*AIM OF THE EXERCISE*: Keep to one stretch of the data below, the lines from the one with "static REGISTRY: OnceLock<FactoryRegistry>" up to and including the one with "let builder = OrderEngineBuilder::new(config);", and return that stretch exactly.

⁂

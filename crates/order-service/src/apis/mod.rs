//! Order service API handlers.
//!
//! Each submodule holds the handlers for one group of endpoints. Lifecycle
//! errors are translated into HTTP responses here.

pub mod health;
pub mod orders;

use order_core::OrderError;
use order_types::{APIError, ErrorResponse};

/// Converts a lifecycle error into an API error.
///
/// Persistence failures are logged with their cause and reported to the
/// client only as `failure`.
pub fn api_error(err: OrderError, failure: &str) -> APIError {
	match err {
		OrderError::Validation(message) => APIError::BadRequest(ErrorResponse::new(message)),
		OrderError::NotFound(_) => APIError::NotFound(ErrorResponse::new("Order not found")),
		OrderError::InvalidTransition {
			current,
			requested,
			allowed,
			message,
		} => APIError::BadRequest(ErrorResponse {
			current_status: Some(current),
			requested: Some(requested),
			allowed: Some(allowed),
			message,
			..ErrorResponse::new("Invalid status transition")
		}),
		OrderError::Persistence(cause) => {
			tracing::error!(error = %cause, "{}", failure);
			APIError::InternalServerError(ErrorResponse::new(failure))
		},
	}
}
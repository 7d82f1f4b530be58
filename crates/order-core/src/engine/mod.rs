//! Order engine exposing the lifecycle operations used by the HTTP layer.
//!
//! The engine holds no mutable state of its own; it is shared behind an
//! `Arc` and every call goes straight to the configured store.

use crate::state::OrderStateMachine;
use crate::validation::validate_create_request;
use crate::OrderError;
use order_storage::OrderStore;
use order_types::{CreateOrderRequest, Order, OrderStatus, OrderStatusView, Page};
use std::sync::Arc;
use uuid::Uuid;

pub mod lifecycle;

/// Explanation attached to rejected cancellations.
pub const CANCEL_REJECTED_MESSAGE: &str = "Order can only be cancelled when pending or confirmed";

/// Entry point for all order operations.
pub struct OrderEngine {
	store: Arc<dyn OrderStore>,
	state_machine: OrderStateMachine,
}

/// Parses an order id; ids that are not UUIDs cannot exist.
fn parse_order_id(id: &str) -> Result<Uuid, OrderError> {
	Uuid::parse_str(id).map_err(|_| OrderError::NotFound(id.to_string()))
}

impl OrderEngine {
	pub fn new(store: Arc<dyn OrderStore>) -> Self {
		Self {
			state_machine: OrderStateMachine::new(store.clone()),
			store,
		}
	}

	/// Validates the request, computes the total and persists the order.
	pub async fn create_order(&self, request: CreateOrderRequest) -> Result<Order, OrderError> {
		let new_order = validate_create_request(request)?;
		let order = self.store.create_order(new_order).await?;

		tracing::info!(
			order_id = %order.id,
			user_id = %order.user_id,
			total = %order.total_amount,
			items = order.items.len(),
			"Order created"
		);
		Ok(order)
	}

	/// Gets an order with its items.
	pub async fn get_order(&self, id: &str) -> Result<Order, OrderError> {
		let order_id = parse_order_id(id)?;
		tracing::debug!(order_id = %order_id, "Fetching order");
		self.state_machine.get_order(order_id).await
	}

	/// Lists orders newest first, optionally restricted to one user.
	pub async fn list_orders(
		&self,
		user_id: Option<&str>,
		page: Page,
	) -> Result<Vec<Order>, OrderError> {
		tracing::debug!(user_id = ?user_id, limit = page.limit, offset = page.offset, "Listing orders");
		let orders = match user_id {
			Some(user_id) => self.store.list_orders_by_user(user_id, page).await?,
			None => self.store.list_orders(page).await?,
		};
		Ok(orders)
	}

	/// Cancels an order that is still pending or confirmed.
	pub async fn cancel_order(&self, id: &str) -> Result<Order, OrderError> {
		let order_id = parse_order_id(id)?;

		self.state_machine
			.transition_order_status(order_id, OrderStatus::Cancelled)
			.await
			.map_err(|err| match err {
				OrderError::InvalidTransition {
					current,
					requested,
					allowed,
					..
				} => OrderError::InvalidTransition {
					current,
					requested,
					allowed,
					message: Some(CANCEL_REJECTED_MESSAGE.to_string()),
				},
				other => other,
			})
	}

	/// Moves an order to `requested` if the transition table allows it.
	pub async fn request_status_change(
		&self,
		id: &str,
		requested: OrderStatus,
	) -> Result<Order, OrderError> {
		let order_id = parse_order_id(id)?;
		self.state_machine
			.transition_order_status(order_id, requested)
			.await
	}

	/// Returns the compact status view of an order.
	pub async fn order_status(&self, id: &str) -> Result<OrderStatusView, OrderError> {
		let order = self.get_order(id).await?;
		Ok(OrderStatusView::from(&order))
	}

	/// Probes the store.
	pub async fn health_check(&self) -> Result<(), OrderError> {
		self.store
			.health_check()
			.await
			.map_err(|e| OrderError::Persistence(e.to_string()))
	}
}
//! Dynamic factory registry for storage implementations.
//!
//! This module provides a centralized registry of backend factories,
//! allowing the store to be instantiated from the name used in
//! `[storage.implementations]`.

use order_config::Config;
use order_core::{OrderEngine, OrderEngineBuilder, OrderFactories};
use order_storage::StorageFactory;
use std::collections::HashMap;
use std::sync::OnceLock;

/// Global registry for all implementation factories
pub struct FactoryRegistry {
	pub storage: HashMap<String, StorageFactory>,
}

impl FactoryRegistry {
	/// Create a new empty registry
	pub fn new() -> Self {
		Self {
			storage: HashMap::new(),
		}
	}

	/// Register a storage implementation
	pub fn register_storage(&mut self, name: impl Into<String>, factory: StorageFactory) {
		self.storage.insert(name.into(), factory);
	}
}

// Global registry instance
static REGISTRY: OnceLock<FactoryRegistry> = OnceLock::new();

/// Initialize the global registry with all available implementations
pub fn initialize_registry() -> &'static FactoryRegistry {
	REGISTRY.get_or_init(|| {
		let mut registry = FactoryRegistry::new();

		for (name, factory) in order_storage::get_all_implementations() {
			tracing::debug!("Registering storage implementation: {}", name);
			registry.register_storage(name, factory);
		}

		registry
	})
}

/// Macro to build factories from config implementations
macro_rules! build_factories {
	($registry:expr, $config_impls:expr, $registry_field:ident, $type_name:literal) => {{
		let mut factories = HashMap::new();
		for name in $config_impls.keys() {
			if let Some(factory) = $registry.$registry_field.get(name) {
				factories.insert(name.clone(), *factory);
			} else {
				let mut available: Vec<_> = $registry.$registry_field.keys().cloned().collect();
				available.sort();
				return Err(format!(
					"Unknown {} implementation '{}'. Available: [{}]",
					$type_name,
					name,
					available.join(", ")
				)
				.into());
			}
		}
		factories
	}};
}

/// Build the order engine using the registry and config
pub fn build_engine_from_config(config: Config) -> Result<OrderEngine, Box<dyn std::error::Error>> {
	let registry = initialize_registry();

	let storage_factories =
		build_factories!(registry, config.storage.implementations, storage, "storage");

	let builder = OrderEngineBuilder::new(config);
	Ok(builder.build(OrderFactories { storage_factories })?)
}

#[cfg(test)]
mod tests {
	use super::*;
	use order_config::ConfigBuilder;

	#[test]
	fn test_registry_contains_backends() {
		let registry = initialize_registry();
		assert!(registry.storage.contains_key("memory"));
		assert!(registry.storage.contains_key("postgres"));
	}

	#[tokio::test]
	async fn test_build_engine_with_memory_config() {
		let config = ConfigBuilder::new().build();
		let engine = build_engine_from_config(config).unwrap();
		assert!(engine.health_check().await.is_ok());
	}

	#[test]
	fn test_unknown_implementation_rejected() {
		let config = ConfigBuilder::new()
			.storage_implementation("file", toml::Value::Table(toml::map::Map::new()))
			.build();
		let err = build_engine_from_config(config).err().unwrap();
		assert_eq!(
			err.to_string(),
			"Unknown storage implementation 'file'. Available: [memory, postgres]"
		);
	}

	#[tokio::test]
	async fn test_build_engine_from_file() {
		let dir = tempfile::tempdir().unwrap();
		let path = dir.path().join("config.toml");
		std::fs::write(
			&path,
			r#"
[service]
name = "orders-test"

[storage]
primary = "memory"
[storage.implementations.memory]
"#,
		)
		.unwrap();

		let config = Config::from_file(&path).await.unwrap();
		assert_eq!(config.service.name, "orders-test");
		assert!(build_engine_from_config(config).is_ok());
	}
}
//! Core order lifecycle for the order service.
//!
//! This crate owns the business rules around orders: request validation,
//! total computation and the status state machine. Persistence is delegated
//! to an [`order_storage::OrderStore`] chosen at startup by the
//! [`OrderEngineBuilder`].

use order_storage::StorageError;
use order_types::OrderStatus;
use thiserror::Error;

pub mod builder;
pub mod engine;
pub mod state;
pub mod validation;

pub use builder::{BuilderError, OrderEngineBuilder, OrderFactories};
pub use engine::OrderEngine;
pub use state::{allowed_transitions, is_valid_transition, OrderStateMachine};

/// Errors returned by lifecycle operations.
#[derive(Debug, Error)]
pub enum OrderError {
	/// The create or status request is malformed. Nothing was persisted.
	#[error("Validation error: {0}")]
	Validation(String),
	/// No order exists with the given id.
	#[error("Order not found: {0}")]
	NotFound(String),
	/// The requested status is not reachable from the current one.
	#[error("Invalid status transition from {current} to {requested}")]
	InvalidTransition {
		current: OrderStatus,
		requested: OrderStatus,
		allowed: Vec<OrderStatus>,
		message: Option<String>,
	},
	/// The store failed. The message is for logs, not for clients.
	#[error("Persistence error: {0}")]
	Persistence(String),
}

impl From<StorageError> for OrderError {
	fn from(err: StorageError) -> Self {
		match err {
			StorageError::NotFound(id) => OrderError::NotFound(id),
			other => OrderError::Persistence(other.to_string()),
		}
	}
}

#[cfg(test)]
mod tests {
	use super::*;

	#[test]
	fn test_storage_error_mapping() {
		assert!(matches!(
			OrderError::from(StorageError::NotFound("abc".into())),
			OrderError::NotFound(id) if id == "abc"
		));
		assert!(matches!(
			OrderError::from(StorageError::Backend("connection reset".into())),
			OrderError::Persistence(msg) if msg.contains("connection reset")
		));
		assert!(matches!(
			OrderError::from(StorageError::Configuration("bad".into())),
			OrderError::Persistence(_)
		));
	}

	#[test]
	fn test_invalid_transition_display() {
		let err = OrderError::InvalidTransition {
			current: OrderStatus::Confirmed,
			requested: OrderStatus::Shipped,
			allowed: vec![OrderStatus::Processing, OrderStatus::Cancelled],
			message: None,
		};
		assert_eq!(
			err.to_string(),
			"Invalid status transition from confirmed to shipped"
		);
	}
}
//! Order API implementation.
//!
//! Handlers for creating, listing and fetching orders and for moving them
//! through the status lifecycle.

use super::api_error;
use crate::server::AppState;
use axum::{
	extract::{
		rejection::{JsonRejection, QueryRejection},
		Path, Query, State,
	},
	http::StatusCode,
	response::Json,
};
use order_core::OrderError;
use order_types::{
	APIError, CreateOrderRequest, ErrorResponse, ListOrdersQuery, ListOrdersResponse, Order,
	OrderStatus, OrderStatusView, Page, UpdateStatusRequest,
};

fn bad_request(message: impl Into<String>) -> APIError {
	APIError::BadRequest(ErrorResponse::new(message))
}

/// Handles POST /orders requests.
pub async fn create_order(
	State(state): State<AppState>,
	payload: Result<Json<CreateOrderRequest>, JsonRejection>,
) -> Result<(StatusCode, Json<Order>), APIError> {
	let Json(request) = payload.map_err(|e| bad_request(e.body_text()))?;

	let order = state
		.engine
		.create_order(request)
		.await
		.map_err(|e| api_error(e, "Failed to create order"))?;

	Ok((StatusCode::CREATED, Json(order)))
}

/// Handles GET /orders requests.
///
/// Supports `user_id`, `limit` (default 10, at most 100) and `offset`.
pub async fn list_orders(
	State(state): State<AppState>,
	query: Result<Query<ListOrdersQuery>, QueryRejection>,
) -> Result<Json<ListOrdersResponse>, APIError> {
	let Query(query) = query.map_err(|e| bad_request(e.body_text()))?;

	let limit = query.effective_limit();
	let offset = query.effective_offset();
	let page = Page::new(
		i64::from(limit),
		i64::try_from(offset).map_err(|_| bad_request("offset is too large"))?,
	);

	let orders = state
		.engine
		.list_orders(query.user_filter(), page)
		.await
		.map_err(|e| api_error(e, "Failed to get orders"))?;

	Ok(Json(ListOrdersResponse {
		orders,
		limit,
		offset,
	}))
}

/// Handles GET /orders/{id} requests.
pub async fn get_order(
	State(state): State<AppState>,
	Path(id): Path<String>,
) -> Result<Json<Order>, APIError> {
	let order = state
		.engine
		.get_order(&id)
		.await
		.map_err(|e| api_error(e, "Failed to get order"))?;

	Ok(Json(order))
}

/// Handles PUT /orders/{id}/cancel requests.
pub async fn cancel_order(
	State(state): State<AppState>,
	Path(id): Path<String>,
) -> Result<Json<Order>, APIError> {
	match state.engine.cancel_order(&id).await {
		Ok(order) => Ok(Json(order)),
		Err(OrderError::InvalidTransition {
			current, message, ..
		}) => Err(APIError::BadRequest(ErrorResponse {
			current_status: Some(current),
			message,
			..ErrorResponse::new("Cannot cancel order")
		})),
		Err(e) => Err(api_error(e, "Failed to cancel order")),
	}
}

/// Handles GET /orders/{id}/status requests.
pub async fn get_order_status(
	State(state): State<AppState>,
	Path(id): Path<String>,
) -> Result<Json<OrderStatusView>, APIError> {
	let view = state
		.engine
		.order_status(&id)
		.await
		.map_err(|e| api_error(e, "Failed to get order"))?;

	Ok(Json(view))
}

/// Handles PUT /orders/{id}/status requests.
pub async fn update_order_status(
	State(state): State<AppState>,
	Path(id): Path<String>,
	payload: Result<Json<UpdateStatusRequest>, JsonRejection>,
) -> Result<Json<Order>, APIError> {
	let Json(request) = payload.map_err(|e| bad_request(e.body_text()))?;

	let requested = request
		.status
		.parse::<OrderStatus>()
		.map_err(|e| bad_request(e.to_string()))?;

	let order = state
		.engine
		.request_status_change(&id, requested)
		.await
		.map_err(|e| api_error(e, "Failed to update order status"))?;

	Ok(Json(order))
}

⁂

*FINISHED TASK*:
static REGISTRY: OnceLock<FactoryRegistry> = OnceLock::new();

/// Initialize the global registry with all available implementations
pub fn initialize_registry() -> &'static FactoryRegistry {
	REGISTRY.get_or_init(|| {
		let mut registry = FactoryRegistry::new();

		for (name, factory) in order_storage::get_all_implementations() {
			tracing::debug!("Registering storage implementation: {}", name);
			registry.register_storage(name, factory);
		}

		registry
	})
}

/// Macro to build factories from config implementations
macro_rules! build_factories {
	($registry:expr, $config_impls:expr, $registry_field:ident, $type_name:literal) => {{
		let mut factories = HashMap::new();
		for name in $config_impls.keys() {
			if let Some(factory) = $registry.$registry_field.get(name) {
				factories.insert(name.clone(), *factory);
			} else {
				let mut available: Vec<_> = $registry.$registry_field.keys().cloned().collect();
				available.sort();
				return Err(format!(
					"Unknown {} implementation '{}'. Available: [{}]",
					$type_name,
					name,
					available.join(", ")
				)
				.into());
			}
		}
		factories
	}};
}

/// Build the order engine using the registry and config
pub fn build_engine_from_config(config: Config) -> Result<OrderEngine, Box<dyn std::error::Error>> {
	let registry = initialize_registry();

	let storage_factories =
		build_factories!(registry, config.storage.implementations, storage, "storage");

	let builder = OrderEngineBuilder::new(config);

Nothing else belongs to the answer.